A MUM of two has lost her brave 12-year battle with breast cancer.
Nicola Scrimshaw was diagnosed with breast cancer when she was just aged 26 and her two children Bradley and Ria were three and four-years-old.
Now her husband Andrew has paid tribute to the 38-year-old saying she really was a “force to be reckoned with”.
“She fought a battle not a fight,” he said. “There was only a two year period where she thought everything was clear then after that it was constant check ups and treatment.
“But it wasn’t all doom and gloom for 12 and a half years. Nicola was so upbeat and just got on with life. It was just her personality and she was well organised even on the day when she died. She was so strong all the way through.”
Nicola battled against the cancer and was determined not to let it affect her, so much so that many people didn’t know she was ill.
“The children were so little when she was diagnosed. They were a big motivation for her to get better and she had to do it for the children,” said Andrew. “She adjusted her chemotherapy sessions around the children’s birthdays so she was well enough to enjoy them.

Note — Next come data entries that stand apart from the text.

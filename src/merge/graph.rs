//! Relationship multigraph and anchor inference.
//!
//! SPDX relationships form a directed multigraph over element ids. Merging
//! two documents needs two structural anchors of each graph:
//! - the *root*: the element that DESCRIBES the content and has no incoming edge
//! - the *middle*: the root's child that groups the real packages
//!
//! Shapes that do not yield exactly one of each are rejected instead of
//! guessed at.

use crate::error::{MergeErrorKind, Result, SbomMergeError};
use crate::model::{Relationship, RelationshipType};
use indexmap::{IndexMap, IndexSet};
use std::collections::{HashSet, VecDeque};

/// Structural anchors of a relationship graph.
#[derive(Debug, Clone, PartialEq, Eq)]
pub struct Anchors {
    pub root: String,
    pub middle: String,
}

/// Adjacency view over a relationship list.
pub struct RelationshipGraph<'a> {
    edges: &'a [Relationship],
    outgoing: IndexMap<&'a str, Vec<usize>>,
    targets: HashSet<&'a str>,
}

impl<'a> RelationshipGraph<'a> {
    #[must_use]
    pub fn new(edges: &'a [Relationship]) -> Self {
        let mut outgoing: IndexMap<&str, Vec<usize>> = IndexMap::new();
        let mut targets = HashSet::new();
        for (idx, edge) in edges.iter().enumerate() {
            outgoing
                .entry(edge.spdx_element_id.as_str())
                .or_default()
                .push(idx);
            targets.insert(edge.related_spdx_element.as_str());
        }
        Self {
            edges,
            outgoing,
            targets,
        }
    }

    /// Edges leaving `id`.
    pub fn children(&self, id: &str) -> impl Iterator<Item = &'a Relationship> + '_ {
        let edges = self.edges;
        self.outgoing
            .get(id)
            .into_iter()
            .flatten()
            .map(move |&idx| &edges[idx])
    }

    #[must_use]
    pub fn has_incoming(&self, id: &str) -> bool {
        self.targets.contains(id)
    }

    #[must_use]
    pub fn has_outgoing(&self, id: &str) -> bool {
        self.outgoing.contains_key(id)
    }

    /// The element that DESCRIBES the document content.
    pub fn root(&self) -> Result<&'a str> {
        let describing: IndexSet<&'a str> = self
            .edges
            .iter()
            .filter(|e| e.relationship_type == RelationshipType::Describes)
            .map(|e| e.spdx_element_id.as_str())
            .collect();
        let Some(&first) = describing.first() else {
            return Err(SbomMergeError::missing_describes("inferring root element"));
        };

        let roots: Vec<&'a str> = describing
            .iter()
            .copied()
            .filter(|id| !self.has_incoming(id))
            .collect();
        match roots.as_slice() {
            [root] => Ok(*root),
            [] => Err(SbomMergeError::merge(
                "inferring root element",
                MergeErrorKind::CyclicGraph {
                    element: first.to_string(),
                },
            )),
            _ => Err(ambiguous("root", &roots)),
        }
    }

    /// The root's child that itself has children.
    ///
    /// A root whose only child is a leaf (a document describing a single
    /// package) uses that described element as middle.
    pub fn middle(&self, root: &str) -> Result<&'a str> {
        let children: IndexSet<&'a str> = self
            .children(root)
            .map(|e| e.related_spdx_element.as_str())
            .filter(|child| *child != root)
            .collect();

        let grouping: Vec<&'a str> = children
            .iter()
            .copied()
            .filter(|child| self.has_outgoing(child))
            .collect();
        match grouping.as_slice() {
            [middle] => return Ok(*middle),
            [] => {}
            _ => return Err(ambiguous("middle", &grouping)),
        }

        let described: IndexSet<&'a str> = self
            .children(root)
            .filter(|e| e.relationship_type == RelationshipType::Describes)
            .map(|e| e.related_spdx_element.as_str())
            .collect();
        match described.len() {
            1 => Ok(described[0]),
            0 => Err(SbomMergeError::missing_describes("inferring middle element")),
            _ => Err(ambiguous(
                "middle",
                &described.iter().copied().collect::<Vec<_>>(),
            )),
        }
    }

    /// Root and middle together.
    pub fn anchors(&self) -> Result<Anchors> {
        let root = self.root()?;
        let middle = self.middle(root)?;
        Ok(Anchors {
            root: root.to_string(),
            middle: middle.to_string(),
        })
    }

    /// Every element reachable from `start`, including `start` when it has edges.
    #[must_use]
    pub fn reachable_from(&self, start: &str) -> HashSet<&'a str> {
        let mut seen: HashSet<&'a str> = HashSet::new();
        let mut queue: VecDeque<&'a str> = VecDeque::new();
        if let Some((&key, _)) = self.outgoing.get_key_value(start) {
            queue.push_back(key);
        }
        while let Some(id) = queue.pop_front() {
            if !seen.insert(id) {
                continue;
            }
            for edge in self.children(id) {
                queue.push_back(edge.related_spdx_element.as_str());
            }
        }
        seen
    }
}

fn ambiguous(role: &'static str, candidates: &[&str]) -> SbomMergeError {
    SbomMergeError::merge(
        format!("inferring {role} element"),
        MergeErrorKind::AmbiguousAnchor {
            role,
            candidates: candidates.iter().map(|c| (*c).to_string()).collect(),
        },
    )
}

#[cfg(test)]
mod tests {
    use super::*;

    fn rel(from: &str, kind: RelationshipType, to: &str) -> Relationship {
        Relationship::new(from, kind, to)
    }

    fn standard() -> Vec<Relationship> {
        vec![
            rel("SPDXRef-DOCUMENT", RelationshipType::Describes, "SPDXRef-image"),
            rel("SPDXRef-image", RelationshipType::Contains, "SPDXRef-a"),
            rel("SPDXRef-image", RelationshipType::Contains, "SPDXRef-b"),
            rel("SPDXRef-a", RelationshipType::DependsOn, "SPDXRef-b"),
        ]
    }

    #[test]
    fn test_anchors_of_standard_graph() {
        let edges = standard();
        let anchors = RelationshipGraph::new(&edges).anchors().unwrap();
        assert_eq!(anchors.root, "SPDXRef-DOCUMENT");
        assert_eq!(anchors.middle, "SPDXRef-image");
    }

    #[test]
    fn test_builder_sources_are_not_roots() {
        let mut edges = vec![rel("SPDXRef-builder", RelationshipType::BuildToolOf, "SPDXRef-image")];
        edges.extend(standard());
        let graph = RelationshipGraph::new(&edges);
        assert!(!graph.has_incoming("SPDXRef-builder"));
        assert_eq!(graph.root().unwrap(), "SPDXRef-DOCUMENT");
    }

    #[test]
    fn test_missing_describes_is_fatal() {
        let edges = vec![rel("SPDXRef-image", RelationshipType::Contains, "SPDXRef-a")];
        let err = RelationshipGraph::new(&edges).anchors().unwrap_err();
        assert!(matches!(
            err,
            SbomMergeError::Merge {
                source: MergeErrorKind::MissingDescribes,
                ..
            }
        ));
    }

    #[test]
    fn test_leaf_middle_falls_back_to_described_element() {
        let edges = vec![rel(
            "SPDXRef-DOCUMENT",
            RelationshipType::Describes,
            "SPDXRef-DocumentRoot-Unknown",
        )];
        let anchors = RelationshipGraph::new(&edges).anchors().unwrap();
        assert_eq!(anchors.middle, "SPDXRef-DocumentRoot-Unknown");
    }

    #[test]
    fn test_multi_branch_middle_is_rejected() {
        let edges = vec![
            rel("SPDXRef-DOCUMENT", RelationshipType::Describes, "SPDXRef-x"),
            rel("SPDXRef-DOCUMENT", RelationshipType::Describes, "SPDXRef-y"),
            rel("SPDXRef-x", RelationshipType::Contains, "SPDXRef-a"),
            rel("SPDXRef-y", RelationshipType::Contains, "SPDXRef-b"),
        ];
        let err = RelationshipGraph::new(&edges).anchors().unwrap_err();
        assert!(matches!(
            err,
            SbomMergeError::Merge {
                source: MergeErrorKind::AmbiguousAnchor { role: "middle", .. },
                ..
            }
        ));
    }

    #[test]
    fn test_cyclic_root_is_rejected() {
        let edges = vec![
            rel("SPDXRef-DOCUMENT", RelationshipType::Describes, "SPDXRef-image"),
            rel("SPDXRef-image", RelationshipType::Contains, "SPDXRef-DOCUMENT"),
        ];
        let err = RelationshipGraph::new(&edges).root().unwrap_err();
        assert!(matches!(
            err,
            SbomMergeError::Merge {
                source: MergeErrorKind::CyclicGraph { .. },
                ..
            }
        ));
    }

    #[test]
    fn test_two_describing_roots_are_rejected() {
        let edges = vec![
            rel("SPDXRef-DOCUMENT", RelationshipType::Describes, "SPDXRef-a"),
            rel("SPDXRef-OTHER", RelationshipType::Describes, "SPDXRef-b"),
        ];
        let err = RelationshipGraph::new(&edges).root().unwrap_err();
        assert!(matches!(
            err,
            SbomMergeError::Merge {
                source: MergeErrorKind::AmbiguousAnchor { role: "root", .. },
                ..
            }
        ));
    }

    #[test]
    fn test_children_and_incoming() {
        let edges = standard();
        let graph = RelationshipGraph::new(&edges);
        assert_eq!(graph.children("SPDXRef-image").count(), 2);
        assert!(graph.has_incoming("SPDXRef-b"));
        assert!(!graph.has_incoming("SPDXRef-DOCUMENT"));
    }

    #[test]
    fn test_reachable_from_root() {
        let mut edges = standard();
        edges.push(rel("SPDXRef-orphan", RelationshipType::Contains, "SPDXRef-c"));
        let graph = RelationshipGraph::new(&edges);
        let reachable = graph.reachable_from("SPDXRef-DOCUMENT");
        assert!(reachable.contains("SPDXRef-b"));
        assert!(!reachable.contains("SPDXRef-c"));
    }
}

She wanted the time at home when she needed to be.
“She was feisty like a lioness. She said it how it was and told you black and white. But she was loyal and was your friend and stood by you. She fought for everything, friends, family and children, that was just what she was like.”
Nicola who is originally from Hebden Bridge moved to Hipperholme after meeting Andrew when she was aged 17. She used to work as a nanny and for social services with Calderdale Council until she was diagnosed.
Andrew said she didn’t moan about anything and just got on with it. “The big thing for her was that the children, now aged 16 and 15, were so little and she had to fight until they were at an age when they would remember her. Above and beyond that was a bonus and she moved the targets to where they needed to be. “She never looked poorly and her face was beaming. Even when she was going through the chemotherapy she looked so well. She was glamorous and always did her make up. One thing she was determined not to happen was lose her hair and she would go through the pain of the cold cap. She was also hyper sensitive to the chemotherapy and she had to have it in smaller doses which meant she didn’t get any respite.
“She was such a strong character, bubbly, and larger than life for such a tiny person. I think because she was so strong it made it easier for her friends to deal with it.
“She is my best mate and my soulmate.”
Her funeral was held at St Matthew’s Church, Lightcliffe, last Friday. Donations were made to Breast Cancer Care and everyone was asked to wear pink.